[Stored items]
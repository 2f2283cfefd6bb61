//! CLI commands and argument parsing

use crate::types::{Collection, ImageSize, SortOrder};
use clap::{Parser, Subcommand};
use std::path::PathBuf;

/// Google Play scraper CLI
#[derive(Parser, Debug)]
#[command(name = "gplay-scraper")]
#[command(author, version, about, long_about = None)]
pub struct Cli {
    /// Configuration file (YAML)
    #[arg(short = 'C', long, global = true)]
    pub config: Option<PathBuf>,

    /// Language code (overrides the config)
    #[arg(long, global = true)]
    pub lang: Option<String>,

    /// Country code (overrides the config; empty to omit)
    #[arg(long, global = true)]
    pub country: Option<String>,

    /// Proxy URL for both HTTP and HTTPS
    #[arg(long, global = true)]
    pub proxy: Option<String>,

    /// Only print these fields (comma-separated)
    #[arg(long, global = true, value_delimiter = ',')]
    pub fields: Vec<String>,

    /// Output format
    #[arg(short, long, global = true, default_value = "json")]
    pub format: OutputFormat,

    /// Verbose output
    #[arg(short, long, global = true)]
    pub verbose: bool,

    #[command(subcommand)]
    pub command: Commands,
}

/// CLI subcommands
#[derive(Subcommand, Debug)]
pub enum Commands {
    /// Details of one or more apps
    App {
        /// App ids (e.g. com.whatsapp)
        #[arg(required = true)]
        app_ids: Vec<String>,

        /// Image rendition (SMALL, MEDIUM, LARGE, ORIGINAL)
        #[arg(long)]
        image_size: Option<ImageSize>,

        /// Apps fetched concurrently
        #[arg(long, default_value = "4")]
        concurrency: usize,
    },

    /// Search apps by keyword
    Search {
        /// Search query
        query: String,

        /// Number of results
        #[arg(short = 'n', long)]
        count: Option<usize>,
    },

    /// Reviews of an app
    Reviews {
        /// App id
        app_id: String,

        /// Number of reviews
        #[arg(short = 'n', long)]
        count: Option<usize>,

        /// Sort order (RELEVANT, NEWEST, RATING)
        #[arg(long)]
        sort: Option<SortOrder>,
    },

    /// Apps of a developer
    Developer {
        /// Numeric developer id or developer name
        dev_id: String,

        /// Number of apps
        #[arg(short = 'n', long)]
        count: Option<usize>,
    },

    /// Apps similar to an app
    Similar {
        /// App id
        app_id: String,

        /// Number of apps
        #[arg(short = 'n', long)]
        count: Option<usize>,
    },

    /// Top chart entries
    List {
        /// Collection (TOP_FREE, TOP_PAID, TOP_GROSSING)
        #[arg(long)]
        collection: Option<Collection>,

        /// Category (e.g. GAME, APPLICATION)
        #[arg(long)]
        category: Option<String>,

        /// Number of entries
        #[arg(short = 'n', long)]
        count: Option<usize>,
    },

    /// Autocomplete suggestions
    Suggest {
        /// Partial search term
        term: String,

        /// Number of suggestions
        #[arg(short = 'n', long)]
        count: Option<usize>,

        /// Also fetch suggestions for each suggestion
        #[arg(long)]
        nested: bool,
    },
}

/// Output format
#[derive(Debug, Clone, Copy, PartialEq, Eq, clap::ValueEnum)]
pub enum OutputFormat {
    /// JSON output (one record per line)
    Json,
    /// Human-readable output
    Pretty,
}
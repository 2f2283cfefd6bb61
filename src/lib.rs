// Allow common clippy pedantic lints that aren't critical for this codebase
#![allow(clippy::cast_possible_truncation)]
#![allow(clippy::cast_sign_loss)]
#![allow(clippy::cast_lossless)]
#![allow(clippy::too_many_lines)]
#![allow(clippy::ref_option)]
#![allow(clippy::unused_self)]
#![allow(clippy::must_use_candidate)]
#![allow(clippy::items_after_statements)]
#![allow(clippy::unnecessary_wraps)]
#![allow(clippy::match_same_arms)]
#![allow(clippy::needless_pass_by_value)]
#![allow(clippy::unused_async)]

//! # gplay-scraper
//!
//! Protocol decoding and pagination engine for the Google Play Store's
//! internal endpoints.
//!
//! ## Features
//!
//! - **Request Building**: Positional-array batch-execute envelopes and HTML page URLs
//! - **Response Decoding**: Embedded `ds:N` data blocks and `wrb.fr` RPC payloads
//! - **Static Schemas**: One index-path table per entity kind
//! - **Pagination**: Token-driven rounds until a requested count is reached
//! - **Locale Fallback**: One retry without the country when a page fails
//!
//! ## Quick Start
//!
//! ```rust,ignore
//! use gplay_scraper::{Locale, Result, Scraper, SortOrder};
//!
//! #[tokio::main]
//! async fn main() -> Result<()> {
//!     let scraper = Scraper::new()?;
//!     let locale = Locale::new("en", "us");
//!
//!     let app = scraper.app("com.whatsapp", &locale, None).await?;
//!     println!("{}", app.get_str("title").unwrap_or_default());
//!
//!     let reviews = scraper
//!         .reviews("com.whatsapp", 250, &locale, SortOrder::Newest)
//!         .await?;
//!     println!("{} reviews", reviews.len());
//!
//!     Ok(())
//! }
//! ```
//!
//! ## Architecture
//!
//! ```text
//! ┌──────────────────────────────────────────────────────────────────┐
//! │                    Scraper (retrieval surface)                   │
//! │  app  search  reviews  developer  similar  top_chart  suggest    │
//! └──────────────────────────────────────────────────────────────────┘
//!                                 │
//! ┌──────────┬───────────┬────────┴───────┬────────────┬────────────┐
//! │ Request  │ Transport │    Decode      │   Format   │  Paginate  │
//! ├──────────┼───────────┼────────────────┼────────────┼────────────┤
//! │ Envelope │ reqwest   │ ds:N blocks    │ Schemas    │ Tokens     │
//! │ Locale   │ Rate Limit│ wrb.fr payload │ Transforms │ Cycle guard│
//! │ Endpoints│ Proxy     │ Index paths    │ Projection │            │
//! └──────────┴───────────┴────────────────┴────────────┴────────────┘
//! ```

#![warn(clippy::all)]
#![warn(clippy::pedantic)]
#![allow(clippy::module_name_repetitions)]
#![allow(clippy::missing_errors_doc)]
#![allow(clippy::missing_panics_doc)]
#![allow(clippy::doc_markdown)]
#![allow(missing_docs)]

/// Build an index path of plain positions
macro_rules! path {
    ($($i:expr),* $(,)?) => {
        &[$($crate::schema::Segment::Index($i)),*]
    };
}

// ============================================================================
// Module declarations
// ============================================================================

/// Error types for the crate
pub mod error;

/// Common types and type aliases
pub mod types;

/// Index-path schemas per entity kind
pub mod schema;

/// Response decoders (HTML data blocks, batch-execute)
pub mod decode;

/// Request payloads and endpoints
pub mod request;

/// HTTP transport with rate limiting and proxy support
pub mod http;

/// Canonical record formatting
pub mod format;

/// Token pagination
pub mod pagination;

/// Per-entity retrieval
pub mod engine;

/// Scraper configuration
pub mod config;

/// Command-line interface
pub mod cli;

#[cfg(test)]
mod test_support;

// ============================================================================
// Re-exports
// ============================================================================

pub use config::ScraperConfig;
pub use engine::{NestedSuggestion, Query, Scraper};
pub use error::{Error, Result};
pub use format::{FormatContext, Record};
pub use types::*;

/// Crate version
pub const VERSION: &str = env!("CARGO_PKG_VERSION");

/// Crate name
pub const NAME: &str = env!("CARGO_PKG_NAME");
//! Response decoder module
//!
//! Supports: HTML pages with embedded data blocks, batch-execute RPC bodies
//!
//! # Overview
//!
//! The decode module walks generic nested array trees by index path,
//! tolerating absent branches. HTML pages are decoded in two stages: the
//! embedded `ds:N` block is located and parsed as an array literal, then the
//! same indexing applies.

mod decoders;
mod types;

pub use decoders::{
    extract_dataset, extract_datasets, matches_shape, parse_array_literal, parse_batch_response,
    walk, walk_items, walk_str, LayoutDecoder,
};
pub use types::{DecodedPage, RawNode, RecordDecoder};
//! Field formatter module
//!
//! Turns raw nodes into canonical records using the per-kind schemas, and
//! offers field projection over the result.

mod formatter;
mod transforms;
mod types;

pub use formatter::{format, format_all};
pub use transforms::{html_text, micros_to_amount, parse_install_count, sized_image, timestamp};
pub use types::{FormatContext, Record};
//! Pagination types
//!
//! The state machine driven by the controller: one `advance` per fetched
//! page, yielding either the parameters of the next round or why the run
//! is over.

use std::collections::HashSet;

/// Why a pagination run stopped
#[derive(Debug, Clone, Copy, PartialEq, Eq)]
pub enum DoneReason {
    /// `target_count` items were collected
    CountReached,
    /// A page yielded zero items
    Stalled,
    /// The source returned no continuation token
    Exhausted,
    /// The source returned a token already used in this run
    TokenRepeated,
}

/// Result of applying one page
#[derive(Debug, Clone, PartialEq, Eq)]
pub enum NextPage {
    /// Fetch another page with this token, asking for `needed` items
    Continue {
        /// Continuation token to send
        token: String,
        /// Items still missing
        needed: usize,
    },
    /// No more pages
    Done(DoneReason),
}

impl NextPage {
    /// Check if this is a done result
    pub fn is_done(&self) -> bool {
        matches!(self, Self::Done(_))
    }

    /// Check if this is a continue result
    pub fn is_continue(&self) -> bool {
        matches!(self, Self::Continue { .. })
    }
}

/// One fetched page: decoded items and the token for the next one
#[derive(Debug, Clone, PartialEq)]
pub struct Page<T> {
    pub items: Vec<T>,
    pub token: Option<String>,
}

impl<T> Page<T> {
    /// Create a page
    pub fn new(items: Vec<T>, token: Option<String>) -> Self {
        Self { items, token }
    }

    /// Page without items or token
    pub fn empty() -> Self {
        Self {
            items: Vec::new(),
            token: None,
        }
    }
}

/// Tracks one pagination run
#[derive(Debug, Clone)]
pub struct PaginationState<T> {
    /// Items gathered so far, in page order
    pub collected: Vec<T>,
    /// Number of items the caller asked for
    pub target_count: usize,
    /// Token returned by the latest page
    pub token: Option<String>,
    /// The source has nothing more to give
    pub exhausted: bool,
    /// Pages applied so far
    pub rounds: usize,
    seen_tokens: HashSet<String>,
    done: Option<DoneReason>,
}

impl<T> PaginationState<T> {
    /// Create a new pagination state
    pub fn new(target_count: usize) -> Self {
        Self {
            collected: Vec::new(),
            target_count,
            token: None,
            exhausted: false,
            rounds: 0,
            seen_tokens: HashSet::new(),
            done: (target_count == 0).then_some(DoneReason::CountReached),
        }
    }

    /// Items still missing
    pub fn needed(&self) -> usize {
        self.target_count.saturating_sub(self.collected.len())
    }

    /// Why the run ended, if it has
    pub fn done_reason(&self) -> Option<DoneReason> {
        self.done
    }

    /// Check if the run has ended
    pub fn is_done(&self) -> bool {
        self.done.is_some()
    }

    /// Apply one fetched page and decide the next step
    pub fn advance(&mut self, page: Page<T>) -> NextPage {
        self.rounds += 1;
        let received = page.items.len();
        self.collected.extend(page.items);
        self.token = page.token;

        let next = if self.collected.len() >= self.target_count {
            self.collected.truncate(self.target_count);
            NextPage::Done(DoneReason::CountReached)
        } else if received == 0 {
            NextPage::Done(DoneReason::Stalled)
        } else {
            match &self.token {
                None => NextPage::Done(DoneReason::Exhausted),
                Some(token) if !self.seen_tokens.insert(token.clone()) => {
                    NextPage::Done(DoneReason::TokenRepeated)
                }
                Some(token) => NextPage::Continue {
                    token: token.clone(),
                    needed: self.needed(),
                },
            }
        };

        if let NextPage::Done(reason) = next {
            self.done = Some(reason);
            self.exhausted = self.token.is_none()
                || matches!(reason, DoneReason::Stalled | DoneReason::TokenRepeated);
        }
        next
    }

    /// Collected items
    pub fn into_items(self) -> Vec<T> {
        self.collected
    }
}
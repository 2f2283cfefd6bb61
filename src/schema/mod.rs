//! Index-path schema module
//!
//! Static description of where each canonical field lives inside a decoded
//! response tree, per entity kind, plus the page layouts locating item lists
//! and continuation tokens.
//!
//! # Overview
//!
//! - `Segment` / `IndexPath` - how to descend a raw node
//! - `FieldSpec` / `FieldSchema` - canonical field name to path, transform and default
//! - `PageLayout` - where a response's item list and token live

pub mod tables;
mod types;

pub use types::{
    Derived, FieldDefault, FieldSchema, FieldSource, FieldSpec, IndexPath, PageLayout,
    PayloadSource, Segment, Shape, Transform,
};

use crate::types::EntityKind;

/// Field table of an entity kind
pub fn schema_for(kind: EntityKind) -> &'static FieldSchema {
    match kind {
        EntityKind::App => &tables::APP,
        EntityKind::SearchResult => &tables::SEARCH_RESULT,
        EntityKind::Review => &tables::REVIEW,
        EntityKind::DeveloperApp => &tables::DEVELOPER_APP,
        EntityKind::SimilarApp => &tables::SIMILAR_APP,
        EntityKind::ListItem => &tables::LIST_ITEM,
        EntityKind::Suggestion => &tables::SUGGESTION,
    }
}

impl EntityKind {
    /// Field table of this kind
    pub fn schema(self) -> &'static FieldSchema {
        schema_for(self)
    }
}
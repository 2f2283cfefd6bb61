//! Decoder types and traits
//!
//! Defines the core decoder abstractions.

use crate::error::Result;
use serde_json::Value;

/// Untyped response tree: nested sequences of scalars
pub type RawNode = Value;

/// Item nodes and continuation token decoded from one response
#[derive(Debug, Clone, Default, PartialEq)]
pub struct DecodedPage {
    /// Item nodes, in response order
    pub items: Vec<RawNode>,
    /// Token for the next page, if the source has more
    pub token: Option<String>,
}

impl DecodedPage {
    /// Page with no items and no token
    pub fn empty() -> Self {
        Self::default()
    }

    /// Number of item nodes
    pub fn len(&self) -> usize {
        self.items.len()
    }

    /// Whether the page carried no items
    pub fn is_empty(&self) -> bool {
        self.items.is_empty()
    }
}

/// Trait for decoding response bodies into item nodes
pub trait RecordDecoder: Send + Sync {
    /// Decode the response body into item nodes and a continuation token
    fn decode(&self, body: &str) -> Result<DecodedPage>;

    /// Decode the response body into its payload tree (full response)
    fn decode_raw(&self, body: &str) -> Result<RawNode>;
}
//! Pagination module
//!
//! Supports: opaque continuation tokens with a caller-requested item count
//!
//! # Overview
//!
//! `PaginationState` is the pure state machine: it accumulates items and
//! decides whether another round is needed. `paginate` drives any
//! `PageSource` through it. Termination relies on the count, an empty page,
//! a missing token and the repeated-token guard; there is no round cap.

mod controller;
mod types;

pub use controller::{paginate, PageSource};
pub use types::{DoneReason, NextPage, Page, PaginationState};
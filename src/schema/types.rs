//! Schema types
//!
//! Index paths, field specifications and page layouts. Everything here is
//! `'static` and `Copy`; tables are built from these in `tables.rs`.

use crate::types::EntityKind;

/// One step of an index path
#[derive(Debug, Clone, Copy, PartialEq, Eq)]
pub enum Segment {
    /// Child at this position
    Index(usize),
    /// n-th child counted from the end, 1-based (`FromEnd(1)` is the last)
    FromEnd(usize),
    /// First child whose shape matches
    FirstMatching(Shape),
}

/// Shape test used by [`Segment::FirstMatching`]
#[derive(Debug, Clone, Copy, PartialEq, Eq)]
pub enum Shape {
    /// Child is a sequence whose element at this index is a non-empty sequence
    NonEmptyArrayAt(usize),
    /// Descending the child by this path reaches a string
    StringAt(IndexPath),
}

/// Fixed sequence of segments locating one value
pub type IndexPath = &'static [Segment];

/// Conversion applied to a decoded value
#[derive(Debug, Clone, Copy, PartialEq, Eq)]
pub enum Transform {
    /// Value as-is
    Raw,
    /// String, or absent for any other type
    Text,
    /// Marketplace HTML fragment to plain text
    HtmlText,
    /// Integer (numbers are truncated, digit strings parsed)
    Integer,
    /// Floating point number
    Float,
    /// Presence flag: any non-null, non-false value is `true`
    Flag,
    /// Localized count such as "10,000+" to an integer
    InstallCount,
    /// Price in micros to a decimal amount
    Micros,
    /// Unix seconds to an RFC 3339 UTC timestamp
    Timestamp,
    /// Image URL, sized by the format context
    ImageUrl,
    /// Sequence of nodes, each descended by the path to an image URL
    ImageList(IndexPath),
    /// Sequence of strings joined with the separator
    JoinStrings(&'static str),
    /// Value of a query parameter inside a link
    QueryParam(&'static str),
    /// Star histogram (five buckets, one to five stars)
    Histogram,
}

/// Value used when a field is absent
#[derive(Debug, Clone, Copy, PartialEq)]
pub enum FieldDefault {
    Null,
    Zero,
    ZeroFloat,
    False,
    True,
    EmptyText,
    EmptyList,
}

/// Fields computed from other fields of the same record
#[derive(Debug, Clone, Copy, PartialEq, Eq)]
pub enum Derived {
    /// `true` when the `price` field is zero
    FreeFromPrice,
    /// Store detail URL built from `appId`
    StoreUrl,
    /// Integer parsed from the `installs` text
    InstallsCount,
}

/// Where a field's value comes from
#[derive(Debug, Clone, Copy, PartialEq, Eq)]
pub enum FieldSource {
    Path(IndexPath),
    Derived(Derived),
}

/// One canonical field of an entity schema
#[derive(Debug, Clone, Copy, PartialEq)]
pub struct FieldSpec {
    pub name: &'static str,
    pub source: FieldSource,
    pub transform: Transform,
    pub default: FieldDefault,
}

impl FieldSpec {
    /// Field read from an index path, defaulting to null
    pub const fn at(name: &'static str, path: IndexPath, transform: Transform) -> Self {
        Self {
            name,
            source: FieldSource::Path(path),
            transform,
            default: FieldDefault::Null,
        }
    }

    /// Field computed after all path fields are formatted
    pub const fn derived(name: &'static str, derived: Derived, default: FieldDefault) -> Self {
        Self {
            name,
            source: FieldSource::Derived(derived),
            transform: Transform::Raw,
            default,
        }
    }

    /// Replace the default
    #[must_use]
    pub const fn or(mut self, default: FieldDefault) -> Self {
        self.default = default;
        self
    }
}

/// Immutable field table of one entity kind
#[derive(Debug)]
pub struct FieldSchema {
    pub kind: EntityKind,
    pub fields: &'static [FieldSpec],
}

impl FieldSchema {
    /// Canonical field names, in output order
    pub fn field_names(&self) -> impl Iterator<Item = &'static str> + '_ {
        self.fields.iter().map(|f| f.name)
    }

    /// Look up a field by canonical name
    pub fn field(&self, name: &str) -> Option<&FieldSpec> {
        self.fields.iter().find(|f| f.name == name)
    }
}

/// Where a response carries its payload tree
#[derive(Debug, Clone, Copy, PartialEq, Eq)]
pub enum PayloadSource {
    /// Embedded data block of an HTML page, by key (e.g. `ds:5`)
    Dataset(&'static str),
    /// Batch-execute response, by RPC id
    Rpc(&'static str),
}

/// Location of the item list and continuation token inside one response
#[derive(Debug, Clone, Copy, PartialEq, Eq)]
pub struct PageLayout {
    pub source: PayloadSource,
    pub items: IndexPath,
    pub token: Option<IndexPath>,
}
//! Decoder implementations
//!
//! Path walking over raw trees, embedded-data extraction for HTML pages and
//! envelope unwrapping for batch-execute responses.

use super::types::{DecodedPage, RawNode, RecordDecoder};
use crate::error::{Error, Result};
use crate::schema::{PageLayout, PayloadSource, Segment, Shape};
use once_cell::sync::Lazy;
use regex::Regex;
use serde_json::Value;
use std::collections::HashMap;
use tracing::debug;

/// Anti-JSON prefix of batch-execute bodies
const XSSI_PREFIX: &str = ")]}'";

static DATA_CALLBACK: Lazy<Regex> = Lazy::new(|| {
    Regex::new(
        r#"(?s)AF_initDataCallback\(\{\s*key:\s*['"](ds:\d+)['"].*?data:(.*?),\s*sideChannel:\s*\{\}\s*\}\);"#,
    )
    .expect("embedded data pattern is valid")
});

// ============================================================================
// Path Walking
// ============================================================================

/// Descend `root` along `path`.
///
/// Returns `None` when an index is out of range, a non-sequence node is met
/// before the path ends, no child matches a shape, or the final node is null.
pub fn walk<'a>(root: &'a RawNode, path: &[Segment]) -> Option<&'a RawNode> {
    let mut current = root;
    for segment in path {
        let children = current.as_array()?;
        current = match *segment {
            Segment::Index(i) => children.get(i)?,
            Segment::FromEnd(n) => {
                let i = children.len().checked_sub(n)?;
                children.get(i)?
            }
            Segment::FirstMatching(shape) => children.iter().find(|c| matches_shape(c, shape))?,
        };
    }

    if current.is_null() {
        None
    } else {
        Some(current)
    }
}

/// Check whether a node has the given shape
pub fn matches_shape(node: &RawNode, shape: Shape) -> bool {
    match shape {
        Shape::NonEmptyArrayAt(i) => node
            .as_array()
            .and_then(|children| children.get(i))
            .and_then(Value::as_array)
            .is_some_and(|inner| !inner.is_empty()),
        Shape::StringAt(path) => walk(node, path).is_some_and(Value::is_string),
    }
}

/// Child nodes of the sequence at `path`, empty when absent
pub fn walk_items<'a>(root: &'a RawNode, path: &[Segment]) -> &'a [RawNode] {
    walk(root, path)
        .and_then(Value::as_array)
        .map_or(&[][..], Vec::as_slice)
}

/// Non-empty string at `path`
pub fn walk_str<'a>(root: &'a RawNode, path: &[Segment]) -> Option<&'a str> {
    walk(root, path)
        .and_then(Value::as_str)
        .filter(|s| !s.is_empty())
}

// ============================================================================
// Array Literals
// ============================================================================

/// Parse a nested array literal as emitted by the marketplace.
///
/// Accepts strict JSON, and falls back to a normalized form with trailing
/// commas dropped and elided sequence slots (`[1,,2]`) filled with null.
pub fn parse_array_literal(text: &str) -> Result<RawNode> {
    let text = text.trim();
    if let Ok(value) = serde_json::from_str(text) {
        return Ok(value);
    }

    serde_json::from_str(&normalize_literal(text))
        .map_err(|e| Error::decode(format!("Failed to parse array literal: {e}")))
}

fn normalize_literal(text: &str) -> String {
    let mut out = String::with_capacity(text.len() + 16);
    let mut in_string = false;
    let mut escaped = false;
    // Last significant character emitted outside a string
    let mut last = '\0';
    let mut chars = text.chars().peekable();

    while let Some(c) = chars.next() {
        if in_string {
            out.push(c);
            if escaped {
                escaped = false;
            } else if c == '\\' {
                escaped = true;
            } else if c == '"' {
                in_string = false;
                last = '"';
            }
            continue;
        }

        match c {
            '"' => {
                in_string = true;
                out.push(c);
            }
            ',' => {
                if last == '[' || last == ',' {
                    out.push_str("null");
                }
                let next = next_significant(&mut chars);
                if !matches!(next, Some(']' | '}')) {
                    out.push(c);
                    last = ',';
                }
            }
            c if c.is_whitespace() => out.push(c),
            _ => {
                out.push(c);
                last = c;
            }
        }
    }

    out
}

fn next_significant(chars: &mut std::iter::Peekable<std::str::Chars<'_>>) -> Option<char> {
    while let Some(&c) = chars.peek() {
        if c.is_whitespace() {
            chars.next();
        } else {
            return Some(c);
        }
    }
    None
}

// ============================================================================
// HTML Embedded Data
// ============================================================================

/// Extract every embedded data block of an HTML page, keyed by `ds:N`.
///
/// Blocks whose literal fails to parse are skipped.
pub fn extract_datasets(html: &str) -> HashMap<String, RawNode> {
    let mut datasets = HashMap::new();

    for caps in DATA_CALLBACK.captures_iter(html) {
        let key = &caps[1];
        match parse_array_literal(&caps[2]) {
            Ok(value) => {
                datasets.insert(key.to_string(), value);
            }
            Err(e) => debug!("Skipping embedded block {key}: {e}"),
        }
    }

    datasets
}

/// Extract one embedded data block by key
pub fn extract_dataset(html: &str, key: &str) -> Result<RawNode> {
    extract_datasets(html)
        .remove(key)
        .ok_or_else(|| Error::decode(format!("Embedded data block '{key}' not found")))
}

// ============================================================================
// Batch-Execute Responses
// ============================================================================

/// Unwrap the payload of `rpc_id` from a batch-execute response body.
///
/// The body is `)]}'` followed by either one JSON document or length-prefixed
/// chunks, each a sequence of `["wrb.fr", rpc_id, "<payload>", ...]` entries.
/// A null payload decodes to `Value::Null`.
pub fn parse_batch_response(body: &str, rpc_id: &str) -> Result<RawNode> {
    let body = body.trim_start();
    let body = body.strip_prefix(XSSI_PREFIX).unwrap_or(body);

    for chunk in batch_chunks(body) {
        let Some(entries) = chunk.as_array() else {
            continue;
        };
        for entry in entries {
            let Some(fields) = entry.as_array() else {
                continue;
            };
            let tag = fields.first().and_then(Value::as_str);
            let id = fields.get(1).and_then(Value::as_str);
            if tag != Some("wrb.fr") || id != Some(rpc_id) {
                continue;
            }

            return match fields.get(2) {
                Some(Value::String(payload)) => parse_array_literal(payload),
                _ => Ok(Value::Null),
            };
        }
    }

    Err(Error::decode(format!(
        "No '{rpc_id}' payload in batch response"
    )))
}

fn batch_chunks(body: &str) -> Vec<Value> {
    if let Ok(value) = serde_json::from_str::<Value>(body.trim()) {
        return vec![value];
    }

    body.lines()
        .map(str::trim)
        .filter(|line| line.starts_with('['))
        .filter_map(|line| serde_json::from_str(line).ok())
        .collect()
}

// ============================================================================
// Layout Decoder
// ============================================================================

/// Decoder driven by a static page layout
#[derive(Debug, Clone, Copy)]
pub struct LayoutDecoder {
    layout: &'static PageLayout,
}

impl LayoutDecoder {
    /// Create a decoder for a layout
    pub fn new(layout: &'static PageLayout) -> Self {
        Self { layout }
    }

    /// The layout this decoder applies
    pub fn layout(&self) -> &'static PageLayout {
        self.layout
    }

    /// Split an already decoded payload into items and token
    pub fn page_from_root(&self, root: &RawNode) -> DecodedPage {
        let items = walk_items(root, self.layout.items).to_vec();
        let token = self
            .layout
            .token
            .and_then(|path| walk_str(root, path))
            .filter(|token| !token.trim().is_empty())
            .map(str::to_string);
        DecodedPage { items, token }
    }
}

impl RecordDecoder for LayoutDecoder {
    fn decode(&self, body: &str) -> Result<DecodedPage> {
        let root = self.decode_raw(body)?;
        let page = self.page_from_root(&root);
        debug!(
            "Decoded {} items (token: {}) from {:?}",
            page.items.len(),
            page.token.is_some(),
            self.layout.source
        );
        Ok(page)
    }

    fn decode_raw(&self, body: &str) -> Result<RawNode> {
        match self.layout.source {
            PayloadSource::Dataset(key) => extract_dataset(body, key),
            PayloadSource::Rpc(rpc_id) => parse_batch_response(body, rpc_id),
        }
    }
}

▶ **Task details**:
Each line holding the word "StringAt" must be copied from the data.

▶ **Task solution**:
    StringAt(IndexPath),
        Shape::StringAt(path) => walk(node, path).is_some_and(Value::is_string),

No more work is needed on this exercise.